Today's Front Pages Analysis
Some dailies play up Stevens’ conviction; others put story inside.
It took a federal jury to do it but the newspaper of record — The New York Times — and the major daily in the nation’s capital — The Washington Post — agree that the conviction of Sen. Ted Stevens of Alaska tops the economy and the election as THE story of the day.
“Stevens found guilty on 7 counts,” reports the Post, and “Senator is guilty over his failures to disclose gifts,” reports the Times in their lead stories this morning. The smaller capital daily, The Washington Times, banners “Stevens guilty on all 7 counts.”
In Alaska, the Anchorage Daily News has a two-line banner head reading “Stevens guilty on all counts: ‘It’s not over yet,’ he says.”

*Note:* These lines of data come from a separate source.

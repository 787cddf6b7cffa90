//! Feed pipeline: recurrence expansion, conditional fetching, caching, and
//! the public query surface.

pub mod cache;
pub mod error;
pub mod feed;
pub mod fetch;
pub mod recurrence;
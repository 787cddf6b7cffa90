//! Parse error types for the iCalendar subset.

use std::fmt;

/// Result type for content-line parsing.
pub type ParseResult<T> = Result<T, ParseError>;

/// An error from lexing one content line.
///
/// The scanner recovers by skipping the offending line, so these never
/// escape a full document parse.
#[derive(Debug, Clone)]
pub struct ParseError {
    /// The kind of error.
    pub kind: ParseErrorKind,
    /// Line number where the error occurred (1-based).
    pub line: usize,
    /// Additional context or message.
    pub message: String,
}

impl ParseError {
    /// Creates a new parse error.
    #[must_use]
    pub fn new(kind: ParseErrorKind, line: usize, message: impl Into<String>) -> Self {
        Self {
            kind,
            line,
            message: message.into(),
        }
    }
}

impl fmt::Display for ParseError {
    fn fmt(&self, f: &mut fmt::Formatter<'_>) -> fmt::Result {
        write!(f, "line {}: {}: {}", self.line, self.kind, self.message)
    }
}

impl std::error::Error for ParseError {}

/// The kind of parse error.
#[derive(Debug, Clone, Copy, PartialEq, Eq, thiserror::Error)]
pub enum ParseErrorKind {
    /// Line has no `:` separating name from value.
    #[error("missing ':' separator")]
    MissingColon,
    /// Line starts with `;` or `:`.
    #[error("missing property name")]
    MissingPropertyName,
    /// Property name contains characters outside `[A-Za-z0-9-]`.
    #[error("invalid property name")]
    InvalidPropertyName,
    /// Parameter is malformed (no `=`, empty name).
    #[error("invalid parameter")]
    InvalidParameter,
    /// Quoted parameter value never closes.
    #[error("unclosed quote")]
    UnclosedQuote,
}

For the rest of the nation’s dailies, there was varied coverage of the verdict in the trial of the Senate’s longest-serving Republican. Stevens is the fifth U.S. senator ever convicted of a crime, and his name is on next Tuesday’s ballot. The Philadelphia Inquirer leads with a one-column headline “Alaska’s Stevens is found guilty,” while The Courier-Journal in Louisville, Ky., West Hawaii Today in Kailua Kona, and The News Journal in Wilmington, Del., all felt the story worth top-of-Page-One play. Then the story fades away from some Page One stories to teases to nothing.

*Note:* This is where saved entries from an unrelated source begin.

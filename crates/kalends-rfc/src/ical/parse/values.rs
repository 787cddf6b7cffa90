//! Value parsers: instants, date lists, recurrence rules, escaped text.

use chrono::{NaiveDateTime, NaiveTime};

use super::lexer::ContentLine;
use crate::ical::core::{Frequency, RecurrenceRule};
use crate::tz::TzDb;

/// Truncation marker appended to over-length descriptions.
const ELLIPSIS: char = '…';

/// Parses a DTSTART/DTEND/RECURRENCE-ID value to an absolute UTC instant.
///
/// Returns the instant plus the normalized zone it was interpreted under,
/// or `None` when the digit fields are malformed or truncated. A trailing
/// `Z` or explicit numeric offset marks the digits as absolute UTC,
/// bypassing the zone table.
#[must_use]
pub fn parse_instant(
    cl: &ContentLine,
    default_tzid: &str,
    tz: &mut TzDb,
) -> Option<(i64, String)> {
    let tzid = match cl.tzid() {
        Some(raw) => tz.normalize(raw),
        None => default_tzid.to_string(),
    };
    let instant = parse_instant_value(cl.raw_value.trim(), &tzid, tz)?;
    Some((instant, tzid))
}

/// Parses one datetime value under an already-normalized zone.
#[must_use]
pub fn parse_instant_value(raw: &str, tzid: &str, tz: &TzDb) -> Option<i64> {
    // Z and numeric offsets both mean "take the digits as UTC"; the offset
    // value itself is not applied.
    let (digits, absolute) = match raw.find(['Z', '+', '-']) {
        Some(pos) => (&raw[..pos], true),
        None => (raw, false),
    };

    let civil = parse_civil(digits)?;
    if absolute || tzid == "UTC" {
        Some(civil.and_utc().timestamp())
    } else {
        Some(tz.to_utc(civil, tzid))
    }
}

/// Parses the basic-format digits of a DATE or DATE-TIME value.
///
/// Date-only values resolve to civil midnight. Missing trailing time
/// fields default to zero; malformed digits yield `None`.
fn parse_civil(digits: &str) -> Option<NaiveDateTime> {
    let year = digits.get(0..4)?.parse().ok()?;
    let month = digits.get(4..6)?.parse().ok()?;
    let day = digits.get(6..8)?.parse().ok()?;
    let date = chrono::NaiveDate::from_ymd_opt(year, month, day)?;

    if digits.contains('T') && digits.len() > 9 {
        date.and_hms_opt(
            time_field(digits, 9)?,
            time_field(digits, 11)?,
            time_field(digits, 13)?,
        )
    } else {
        Some(date.and_time(NaiveTime::MIN))
    }
}

fn time_field(digits: &str, at: usize) -> Option<u32> {
    match digits.get(at..at + 2) {
        Some(field) => field.parse().ok(),
        None => Some(0),
    }
}

/// Parses an EXDATE/RDATE list into `out`.
///
/// A TZID on the list line wins; otherwise the record's zone applies.
/// Entries that fail to parse are dropped.
pub fn parse_instant_list(cl: &ContentLine, record_tzid: &str, tz: &mut TzDb, out: &mut Vec<i64>) {
    let tzid = match cl.tzid() {
        Some(raw) => tz.normalize(raw),
        None => record_tzid.to_string(),
    };

    for part in cl.raw_value.split(',') {
        let part = part.trim();
        if part.is_empty() {
            continue;
        }
        if let Some(instant) = parse_instant_value(part, &tzid, tz) {
            out.push(instant);
        }
    }
}

/// Parses an RRULE value into the supported subset.
///
/// Unknown keys are ignored, unknown weekday codes and non-numeric BY*
/// entries are dropped, and an unsupported FREQ leaves the rule without a
/// frequency, which makes it non-recurring.
#[must_use]
pub fn parse_rrule(raw: &str, record_tzid: &str, tz: &TzDb) -> RecurrenceRule {
    let mut rule = RecurrenceRule::new();

    for part in raw.split(';') {
        let Some((key, value)) = part.split_once('=') else {
            continue;
        };
        match key.to_ascii_uppercase().as_str() {
            "FREQ" => rule.freq = Frequency::parse(value),
            "INTERVAL" => rule.interval = value.parse().unwrap_or(1).max(1),
            "COUNT" => rule.count = value.parse().ok(),
            "UNTIL" => rule.until = parse_instant_value(value.trim(), record_tzid, tz),
            "BYDAY" => {
                rule.by_day = value
                    .split(',')
                    .filter_map(|code| weekday_index(code.trim()))
                    .collect();
            }
            "BYMONTH" => {
                rule.by_month = value
                    .split(',')
                    .filter_map(|v| v.trim().parse().ok())
                    .collect();
            }
            "BYMONTHDAY" => {
                rule.by_monthday = value
                    .split(',')
                    .filter_map(|v| v.trim().parse().ok())
                    .collect();
            }
            _ => {}
        }
    }

    rule
}

/// Maps a two-letter weekday code to a Monday-based index.
fn weekday_index(code: &str) -> Option<u8> {
    match code.to_ascii_uppercase().as_str() {
        "MO" => Some(0),
        "TU" => Some(1),
        "WE" => Some(2),
        "TH" => Some(3),
        "FR" => Some(4),
        "SA" => Some(5),
        "SU" => Some(6),
        _ => None,
    }
}

/// Resolves the text escapes feed producers emit (RFC 5545 §3.3.11).
#[must_use]
pub fn unescape_text(raw: &str) -> String {
    raw.replace("\\n", "\n").replace("\\,", ",").replace("\\;", ";")
}

/// Unescapes, length-caps, and trims a DESCRIPTION value.
#[must_use]
pub fn clean_description(raw: &str, max_len: usize) -> String {
    if raw.is_empty() {
        return String::new();
    }

    let mut text = unescape_text(raw);
    if text.chars().count() > max_len {
        text = text.chars().take(max_len.saturating_sub(1)).collect();
        text.push(ELLIPSIS);
    }
    text.trim().to_string()
}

The Los Angeles Times has an above-the-fold picture and story that “Corruption conviction doesn’t daunt Stevens,” the Casper (Wyo.) Star-Tribune has the story at the bottom of the page, as do the Deseret News in Salt Lake City, the Las Vegas Review-Journal, the Gazette-Times in Corvallis, Ore., the Great Falls (Mont.) Tribune, The Lewiston (Idaho) Tribune, The Atlanta Journal-Constitution, The Detroit News and The Denver Post.
Then there were dailies that teased an inside story about Stevens, starting with our friends at The Monitor in McAllen, Texas, with photo and tease next to the masthead, as high up as possible without going off Page One. The Commercial Appeal in Memphis, Tenn., runs a tease and photo at the bottom of the page, The Boston Globe does it at the top of column one, The Plain Dealer in Cleveland and the Omaha (Neb.) World-Herald do it in the middle of that column, while The News & Observer in Raleigh, N.C., teases at the top of the page next to the lead story.
The longest list would be of the U.S. dailies carrying nothing about Stevens on Page One. At least we didn’t see any maps showing where to find Alaska.
Gene Mater is a Freedom Forum media consultant.